Today is Steve's birthday (happy birthday Steve!). In some ways I think I enjoy his birthday more than my own. For example, I didn't bother making myself a birthday cake (even though I LOVE cake) because it seemed silly and a little wasteful to make a whole cake for just the two of us. But by his birthday, we realized the folly of this thinking: that his coworkers will eat anything (ANYTHING) that sits in the departmental office long enough. As evidence of this I can personally attest to the truly disgusting, cold, congealed take out that was left over from some departmental function that I, myself have eaten...because it was there. So out with the old plan (the two of us eating with exponentially increasing self loathing equally increasingly stale cake until one of us finally dumps some portion of it in the garbage) and in with the new: birthday cake for everyone!
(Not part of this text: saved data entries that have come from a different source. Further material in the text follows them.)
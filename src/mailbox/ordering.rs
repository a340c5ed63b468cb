// src/mailbox/ordering.rs
// Inbox ordering and filtering, kept as pure functions so they can be
// tested without the store or the HTTP layer.

use super::types::Email;
use crate::triage::Priority;

/// Rank table for inbox ordering. Unanalyzed emails sort below `low`.
pub fn priority_rank(priority: Option<Priority>) -> u8 {
    priority.map(Priority::rank).unwrap_or(0)
}

/// Order emails for display: priority rank descending, ties broken by
/// timestamp descending (most recent first). The sort is stable, so fully
/// tied pairs keep their existing relative order.
pub fn sort_for_inbox(emails: &mut [Email]) {
    emails.sort_by(|a, b| {
        let a_rank = priority_rank(a.analysis.as_ref().map(|x| x.priority));
        let b_rank = priority_rank(b.analysis.as_ref().map(|x| x.priority));
        b_rank
            .cmp(&a_rank)
            .then_with(|| b.timestamp.cmp(&a.timestamp))
    });
}

/// The triage queue: emails flagged by upstream ingestion.
pub fn triage_only(emails: Vec<Email>) -> Vec<Email> {
    emails.into_iter().filter(|e| e.is_triaged).collect()
}

#[cfg(test)]
mod tests {
    use super::*;
    use crate::triage::{EmailAnalysis, Sentiment};
    use chrono::{TimeZone, Utc};

    fn email(id: &str, priority: Option<Priority>, hour: u32) -> Email {
        Email {
            id: id.to_string(),
            subject: "subject".to_string(),
            sender: "sender@example.com".to_string(),
            body: "body".to_string(),
            timestamp: Utc.with_ymd_and_hms(2024, 1, 15, hour, 0, 0).unwrap(),
            analysis: priority.map(|priority| EmailAnalysis {
                sentiment: Sentiment::Neutral,
                priority,
                summary: String::new(),
                keywords: vec![],
            }),
            draft_response: None,
            is_triaged: false,
        }
    }

    #[test]
    fn test_rank_table() {
        assert_eq!(priority_rank(Some(Priority::Urgent)), 4);
        assert_eq!(priority_rank(Some(Priority::High)), 3);
        assert_eq!(priority_rank(Some(Priority::Medium)), 2);
        assert_eq!(priority_rank(Some(Priority::Low)), 1);
        assert_eq!(priority_rank(None), 0);
    }

    #[test]
    fn test_urgent_entries_lead_and_tie_break_on_recency() {
        let mut emails = vec![
            email("a", Some(Priority::Low), 9),
            email("b", Some(Priority::Urgent), 7),
            email("c", Some(Priority::Medium), 12),
            email("d", Some(Priority::Urgent), 10),
        ];

        sort_for_inbox(&mut emails);

        let ids: Vec<&str> = emails.iter().map(|e| e.id.as_str()).collect();
        // Both urgent entries first, newer urgent before older urgent.
        assert_eq!(ids, vec!["d", "b", "c", "a"]);
    }

    #[test]
    fn test_unanalyzed_sorts_last() {
        let mut emails = vec![email("a", None, 23), email("b", Some(Priority::Low), 1)];

        sort_for_inbox(&mut emails);

        assert_eq!(emails[0].id, "b");
        assert_eq!(emails[1].id, "a");
    }

    #[test]
    fn test_triage_filter() {
        let mut flagged = email("a", None, 1);
        flagged.is_triaged = true;
        let unflagged = email("b", None, 2);

        let kept = triage_only(vec![flagged, unflagged]);
        assert_eq!(kept.len(), 1);
        assert_eq!(kept[0].id, "a");
    }
}
// src/triage/fallback.rs
// Degraded-mode heuristics, substituted whenever the completion endpoint
// fails. Pure string matching over already-validated inputs; must never
// panic and must stay byte-for-byte deterministic.

use super::types::{EmailAnalysis, Priority, Sentiment};

/// Keyword-based stand-in for the remote analysis.
pub fn heuristic_analysis(subject: &str, body: &str) -> EmailAnalysis {
    let subject_lower = subject.to_lowercase();
    let body_lower = body.to_lowercase();

    let sentiment = if body_lower.contains("urgent") || body_lower.contains("problem") {
        Sentiment::Negative
    } else if body_lower.contains("thank") || body_lower.contains("great") {
        Sentiment::Positive
    } else {
        Sentiment::Neutral
    };

    let priority = if subject_lower.contains("urgent") {
        Priority::Urgent
    } else if subject_lower.contains("support") || subject_lower.contains("help") {
        Priority::High
    } else {
        Priority::Medium
    };

    EmailAnalysis {
        sentiment,
        priority,
        summary: format!("Email regarding: {}", subject),
        keywords: vec!["email".to_string(), "request".to_string()],
    }
}

/// Templated stand-in for the remote draft, keyed by priority and
/// sentiment of the given analysis.
pub fn heuristic_response(analysis: &EmailAnalysis) -> String {
    let noun = if analysis.sentiment == Sentiment::Negative {
        "concern"
    } else {
        "message"
    };

    let timeline = match analysis.priority {
        Priority::Urgent => {
            "We understand the critical nature of this issue and will provide updates within the next hour."
        }
        Priority::High => "We will get back to you within 24 hours with a detailed response.",
        _ => "We will respond within 2-3 business days.",
    };

    format!(
        "Dear Customer,\n\nThank you for your {} priority {}. We have received your request and our team will address this promptly.\n\n{}\n\nBest regards,\nSupport Team",
        analysis.priority.as_str(),
        noun,
        timeline
    )
}

#[cfg(test)]
mod tests {
    use super::*;

    fn analysis(sentiment: Sentiment, priority: Priority) -> EmailAnalysis {
        EmailAnalysis {
            sentiment,
            priority,
            summary: "test".to_string(),
            keywords: vec![],
        }
    }

    #[test]
    fn test_priority_urgent_from_subject() {
        let result = heuristic_analysis("URGENT: everything is on fire", "body");
        assert_eq!(result.priority, Priority::Urgent);
    }

    #[test]
    fn test_priority_high_from_support_or_help() {
        let support = heuristic_analysis("Support needed for login", "body");
        assert_eq!(support.priority, Priority::High);

        let help = heuristic_analysis("Please HELP with my account", "body");
        assert_eq!(help.priority, Priority::High);
    }

    #[test]
    fn test_priority_urgent_wins_over_support() {
        let result = heuristic_analysis("Urgent support request", "body");
        assert_eq!(result.priority, Priority::Urgent);
    }

    #[test]
    fn test_priority_defaults_to_medium() {
        let result = heuristic_analysis("Quarterly newsletter", "body");
        assert_eq!(result.priority, Priority::Medium);
    }

    #[test]
    fn test_sentiment_negative_from_body() {
        let urgent = heuristic_analysis("subject", "this is urgent, please act");
        assert_eq!(urgent.sentiment, Sentiment::Negative);

        let problem = heuristic_analysis("subject", "we found a Problem with billing");
        assert_eq!(problem.sentiment, Sentiment::Negative);
    }

    #[test]
    fn test_sentiment_negative_wins_over_positive() {
        let result = heuristic_analysis("subject", "thank you, but there is a problem");
        assert_eq!(result.sentiment, Sentiment::Negative);
    }

    #[test]
    fn test_sentiment_positive_from_body() {
        let thanks = heuristic_analysis("subject", "Thank you for the quick reply");
        assert_eq!(thanks.sentiment, Sentiment::Positive);

        let great = heuristic_analysis("subject", "the new release is great");
        assert_eq!(great.sentiment, Sentiment::Positive);
    }

    #[test]
    fn test_sentiment_defaults_to_neutral() {
        let result = heuristic_analysis("subject", "see attached invoice");
        assert_eq!(result.sentiment, Sentiment::Neutral);
    }

    #[test]
    fn test_summary_and_keywords_are_fixed() {
        let result = heuristic_analysis("Renewal question", "body");
        assert_eq!(result.summary, "Email regarding: Renewal question");
        assert_eq!(result.keywords, vec!["email", "request"]);
    }

    #[test]
    fn test_heuristic_analysis_is_deterministic() {
        let first = heuristic_analysis("Some subject", "some body text");
        let second = heuristic_analysis("Some subject", "some body text");
        assert_eq!(first, second);
    }

    #[test]
    fn test_response_timeline_urgent() {
        let draft = heuristic_response(&analysis(Sentiment::Negative, Priority::Urgent));
        assert!(draft.contains(
            "We understand the critical nature of this issue and will provide updates within the next hour."
        ));
        assert!(draft.contains("your urgent priority concern"));
    }

    #[test]
    fn test_response_timeline_high() {
        let draft = heuristic_response(&analysis(Sentiment::Neutral, Priority::High));
        assert!(draft.contains("We will get back to you within 24 hours with a detailed response."));
        assert!(draft.contains("your high priority message"));
        assert!(!draft.contains("concern"));
    }

    #[test]
    fn test_response_timeline_medium_and_low() {
        for priority in [Priority::Medium, Priority::Low] {
            let draft = heuristic_response(&analysis(Sentiment::Positive, priority));
            assert!(draft.contains("We will respond within 2-3 business days."));
        }
    }

    #[test]
    fn test_response_frame() {
        let draft = heuristic_response(&analysis(Sentiment::Neutral, Priority::Medium));
        assert!(draft.starts_with("Dear Customer,"));
        assert!(draft.ends_with("Best regards,\nSupport Team"));
    }
}
// src/mailbox/store.rs

use serde::Serialize;
use thiserror::Error;
use tokio::sync::RwLock;

use crate::triage::{EmailAnalysis, Priority};

use super::ordering::{sort_for_inbox, triage_only};
use super::types::Email;

/// Collection-level failures. Pipeline failures never appear here: the
/// analyzer and responder always produce a value.
#[derive(Debug, Error, PartialEq)]
pub enum MailboxError {
    #[error("no email with id {0}")]
    NotFound(String),

    /// A draft was recorded for an email that has never been analyzed.
    #[error("email {0} has no analysis yet")]
    NotAnalyzed(String),
}

/// Counts for the dashboard header tiles.
#[derive(Debug, Clone, Serialize)]
pub struct MailboxStats {
    pub total: usize,
    pub urgent: usize,
    pub analyzed: usize,
    pub triaged: usize,
}

/// The in-memory email collection - the only shared mutable state in the
/// service.
pub struct Mailbox {
    emails: RwLock<Vec<Email>>,
}

impl Mailbox {
    pub fn new(seed: Vec<Email>) -> Self {
        Self {
            emails: RwLock::new(seed),
        }
    }

    /// All emails in inbox order; `triaged` restricts to the triage queue.
    pub async fn list(&self, triaged: bool) -> Vec<Email> {
        let emails = self.emails.read().await;
        let mut out = if triaged {
            triage_only(emails.clone())
        } else {
            emails.clone()
        };
        sort_for_inbox(&mut out);
        out
    }

    pub async fn get(&self, id: &str) -> Option<Email> {
        self.emails.read().await.iter().find(|e| e.id == id).cloned()
    }

    pub async fn insert(&self, email: Email) {
        self.emails.write().await.push(email);
    }

    /// Overwrite the analysis on an existing record.
    pub async fn record_analysis(
        &self,
        id: &str,
        analysis: EmailAnalysis,
    ) -> Result<(), MailboxError> {
        let mut emails = self.emails.write().await;
        let email = emails
            .iter_mut()
            .find(|e| e.id == id)
            .ok_or_else(|| MailboxError::NotFound(id.to_string()))?;
        email.analysis = Some(analysis);
        Ok(())
    }

    /// Overwrite the draft on an analyzed record. A draft without a prior
    /// analysis is rejected.
    pub async fn record_draft(&self, id: &str, draft: String) -> Result<(), MailboxError> {
        let mut emails = self.emails.write().await;
        let email = emails
            .iter_mut()
            .find(|e| e.id == id)
            .ok_or_else(|| MailboxError::NotFound(id.to_string()))?;
        if email.analysis.is_none() {
            return Err(MailboxError::NotAnalyzed(id.to_string()));
        }
        email.draft_response = Some(draft);
        Ok(())
    }

    pub async fn stats(&self) -> MailboxStats {
        let emails = self.emails.read().await;
        MailboxStats {
            total: emails.len(),
            urgent: emails
                .iter()
                .filter(|e| {
                    e.analysis
                        .as_ref()
                        .is_some_and(|a| a.priority == Priority::Urgent)
                })
                .count(),
            analyzed: emails.iter().filter(|e| e.analysis.is_some()).count(),
            triaged: emails.iter().filter(|e| e.is_triaged).count(),
        }
    }
}

#[cfg(test)]
mod tests {
    use super::*;
    use crate::triage::Sentiment;
    use chrono::Utc;

    fn bare_email(id: &str) -> Email {
        Email {
            id: id.to_string(),
            subject: "subject".to_string(),
            sender: "sender@example.com".to_string(),
            body: "body".to_string(),
            timestamp: Utc::now(),
            analysis: None,
            draft_response: None,
            is_triaged: false,
        }
    }

    fn some_analysis() -> EmailAnalysis {
        EmailAnalysis {
            sentiment: Sentiment::Neutral,
            priority: Priority::Medium,
            summary: "summary".to_string(),
            keywords: vec!["email".to_string()],
        }
    }

    #[tokio::test]
    async fn test_draft_rejected_without_analysis() {
        let mailbox = Mailbox::new(vec![bare_email("1")]);

        let result = mailbox.record_draft("1", "Dear Customer".to_string()).await;
        assert_eq!(result, Err(MailboxError::NotAnalyzed("1".to_string())));
        assert!(mailbox.get("1").await.unwrap().draft_response.is_none());
    }

    #[tokio::test]
    async fn test_draft_recorded_after_analysis() {
        let mailbox = Mailbox::new(vec![bare_email("1")]);

        mailbox.record_analysis("1", some_analysis()).await.unwrap();
        mailbox
            .record_draft("1", "Dear Customer".to_string())
            .await
            .unwrap();

        let email = mailbox.get("1").await.unwrap();
        assert_eq!(email.draft_response.as_deref(), Some("Dear Customer"));
    }

    #[tokio::test]
    async fn test_reanalysis_overwrites() {
        let mailbox = Mailbox::new(vec![bare_email("1")]);

        mailbox.record_analysis("1", some_analysis()).await.unwrap();
        let mut second = some_analysis();
        second.priority = Priority::Urgent;
        mailbox.record_analysis("1", second).await.unwrap();

        let email = mailbox.get("1").await.unwrap();
        assert_eq!(email.analysis.unwrap().priority, Priority::Urgent);
    }

    #[tokio::test]
    async fn test_unknown_id() {
        let mailbox = Mailbox::new(vec![]);

        assert!(mailbox.get("missing").await.is_none());
        assert_eq!(
            mailbox.record_analysis("missing", some_analysis()).await,
            Err(MailboxError::NotFound("missing".to_string()))
        );
    }
}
Some of you have eaten my cakes--I decided to abandon mixes once I realized it's nearly as easy to make them from scratch and much, much more delicious--so you know that as often as not, they turn out pretty well. Last year, when we were still on the Old Plan but with the scale-tipping addition of my sister (no love handle pun intended--really) I made this:
It was an orange chocolate cake with a lovely ganache (recipe available here: http://smittenkitchen.com/2006/09/this-cake-has-a-hole-in-it/) Sure her ganache was a little ganachier than the one I ended up making, but pain that this was to make, it tasted amazing. It was also perfect for my Stephen (aka Dr. Poopjoke) since it required the purchase of a bundt pan, which was almost immediately rechristened the butt pan.
This year we know each other even better and Steve finally felt comfortable confiding in me that he doesn't really like frosting in the traditional sense. Ganaches and glazes are fine but butter cream really isn't his thing. In a less perfect union this might have be cause for alarm. Indeed in my younger, singler, more care-free days I largely considered the point of making cake the opportunity to also make large quantities of frosting, sometimes to the exclusion of the actual cake, putting the frosting directly in a tupperware container so that I could eat it on fruit--strawberries, bananas--or sometimes as a meal in itself with a spoon. But Steve and I are meant to be, and I've taken his honesty as a bit of a challenge--to make the most delicious frosting free cake ever! So this year I whipped together this (recipe available at http://www.joyofbaking.com/LemonCranberryPoundCake.html):
Yes, it's a bit like last year's. Indeed, if you substitute the orange for lemon and the chocolate chunks for dried cranberries soaked in brandy, you'd have the general gist of it. But the added bonus of this year's is that it's a pound cake. Yes, this airy, six egg, three cups of sugar, full pound of butter, four and a half lemon confection was so big it nearly spilled out of the butt pan and took a good heave-ho to get out of the oven. (I recently learned--and then promptly forgot--that a pound cake gets its name from the vast magnitude of its ingredients, namely a pound each of butter, sugar, flour, and eggs.) Steve and I had two pieces each and the rest was gone by lunch time. To wit, I must say, good job Steve's coworkers, good job.
Tonight we head to the hibachi to continue Steve's tradition of celebrating his birthday (which also happens to be Pearl Harbor Day) with the consumption of theatrically prepared Japanese food. Some coincidences are too perfect to let pass by.